Please also refer to the information in the plugins and properties in the ConfigEditor by clicking on the "i"-symbol.

IAM Config Property



Client Repository

"Technical Client Database Repository"

Defines how technical clients are stored in the IAM database. The same repository configuration is usually used in the Adminapp's REST API for technical client management.

Technical Client Interceptors


If configured, custom interceptor implementations will be informed about added technical clients.

Check Validity Period

True (checked)

If unchecked the validity period of the SSL/TLS client certificate is not checked. This may be useful for testing purposes but should be enabled (the default) in all other cases.

Certificate Status Checkers

See description.

The revocation status of certificates may be checked in IAM and/or on the Airlock Gateway. See corresponding hint on page Airlock Gateway and IAM configuration for NextGenPSD2.

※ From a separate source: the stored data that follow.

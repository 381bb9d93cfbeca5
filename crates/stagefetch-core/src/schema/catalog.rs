use crate::Result;

/// Read-only metadata consulted while translating a query.
///
/// [`Schema`](super::Schema) is the stock implementation. Callers that keep
/// their metadata elsewhere can implement this trait directly.
pub trait Catalog {
    /// Primary-key field names of `relation`, in key order. Never empty.
    fn primary_key(&self, relation: &str) -> Result<&[String]>;

    /// SQL type of `relation.field`, as it should appear in a table variable
    /// declaration.
    fn sql_type(&self, relation: &str, field: &str) -> Result<&str>;

    /// Returns `true` if `fields` is exactly the primary-key field set of
    /// `relation`, ignoring order.
    fn is_primary_key(&self, relation: &str, fields: &[String]) -> Result<bool> {
        let pk = self.primary_key(relation)?;

        if pk.len() != fields.len() {
            return Ok(false);
        }

        Ok(fields.iter().all(|field| pk.contains(field))
            && pk.iter().all(|pk_field| fields.contains(pk_field)))
    }
}

impl<T: Catalog + ?Sized> Catalog for &T {
    fn primary_key(&self, relation: &str) -> Result<&[String]> {
        (**self).primary_key(relation)
    }

    fn sql_type(&self, relation: &str, field: &str) -> Result<&str> {
        (**self).sql_type(relation, field)
    }
}
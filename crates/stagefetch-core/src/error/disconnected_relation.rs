use super::Error;

/// Error when a relation discovered while walking the query is never
/// connected to the root relation.
#[derive(Debug)]
pub(super) struct DisconnectedRelation {
    relation: Box<str>,
}

impl std::error::Error for DisconnectedRelation {}

impl core::fmt::Display for DisconnectedRelation {
    fn fmt(&self, f: &mut core::fmt::Formatter) -> core::fmt::Result {
        write!(
            f,
            "no connection condition found for relation {}",
            self.relation
        )
    }
}

impl Error {
    /// Creates a disconnected relation error.
    pub fn disconnected_relation(relation: impl Into<String>) -> Error {
        Error::from(super::ErrorKind::DisconnectedRelation(DisconnectedRelation {
            relation: relation.into().into(),
        }))
    }

    /// Returns `true` if this error is a disconnected relation error.
    pub fn is_disconnected_relation(&self) -> bool {
        self.any_kind(|kind| matches!(kind, super::ErrorKind::DisconnectedRelation(_)))
    }
}
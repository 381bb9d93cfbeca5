use super::Expr;

/// A lambda passed to a chained call. `params[0]` binds to the rows of the
/// call's source.
#[derive(Debug, Clone, PartialEq)]
pub struct ExprLambda {
    pub params: Vec<String>,
    pub body: Box<Expr>,
}

impl Expr {
    pub fn lambda<I>(params: I, body: impl Into<Expr>) -> Expr
    where
        I: IntoIterator,
        I::Item: Into<String>,
    {
        ExprLambda {
            params: params.into_iter().map(Into::into).collect(),
            body: Box::new(body.into()),
        }
        .into()
    }
}

impl From<ExprLambda> for Expr {
    fn from(value: ExprLambda) -> Self {
        Expr::Lambda(value)
    }
}
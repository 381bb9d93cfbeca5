use super::Connection;

use std::collections::BTreeSet;

/// One occurrence of a relation in the join graph.
#[derive(Debug)]
pub(crate) struct RelationNode {
    pub(crate) relation: String,

    /// Fields the query reads or joins on, kept sorted and deduplicated.
    pub(crate) used: BTreeSet<String>,

    /// Outgoing connections, in discovery order.
    pub(crate) connections: Vec<Connection>,
}

impl RelationNode {
    pub(super) fn new(relation: impl Into<String>) -> RelationNode {
        RelationNode {
            relation: relation.into(),
            used: BTreeSet::new(),
            connections: vec![],
        }
    }

    pub(crate) fn is_leaf(&self) -> bool {
        self.connections.is_empty()
    }
}
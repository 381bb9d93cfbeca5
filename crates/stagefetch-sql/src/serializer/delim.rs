use super::{Formatter, ToSql};

/// Comma delimited
pub(super) struct Comma<L>(pub(super) L);

/// Period delimited
pub(super) struct Period<L>(pub(super) L);

/// Delimited by an arbitrary separator
pub(super) struct Delimited<L>(pub(super) L, pub(super) &'static str);

impl<L> ToSql for Comma<L>
where
    L: IntoIterator,
    L::Item: ToSql,
{
    fn to_sql(self, f: &mut Formatter<'_>) {
        Delimited(self.0, ", ").to_sql(f);
    }
}

impl<L> ToSql for Period<L>
where
    L: IntoIterator,
    L::Item: ToSql,
{
    fn to_sql(self, f: &mut Formatter<'_>) {
        Delimited(self.0, ".").to_sql(f);
    }
}

impl<L> ToSql for Delimited<L>
where
    L: IntoIterator,
    L::Item: ToSql,
{
    fn to_sql(self, f: &mut Formatter<'_>) {
        let mut s = "";
        for i in self.0 {
            fmt!(f, s i);
            s = self.1;
        }
    }
}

If checking the revocation status here, we recommend the following:

  • For good performance, use the "Caching Certificate Status Checker". Note that otherwise, an OCSP call may be preformed for every single bank API call.
  • Inside the "Caching Certificate Status Checker" use a "CRL Distribution Point Extension CRL Checker"
    • As "Fallback Checker" configure an OCSP client for the QTSPs ("OCSP Certificate Status Checker").
    • In the "OCSP Certificate Status" you need to configure a trust store with all QTSP CA's.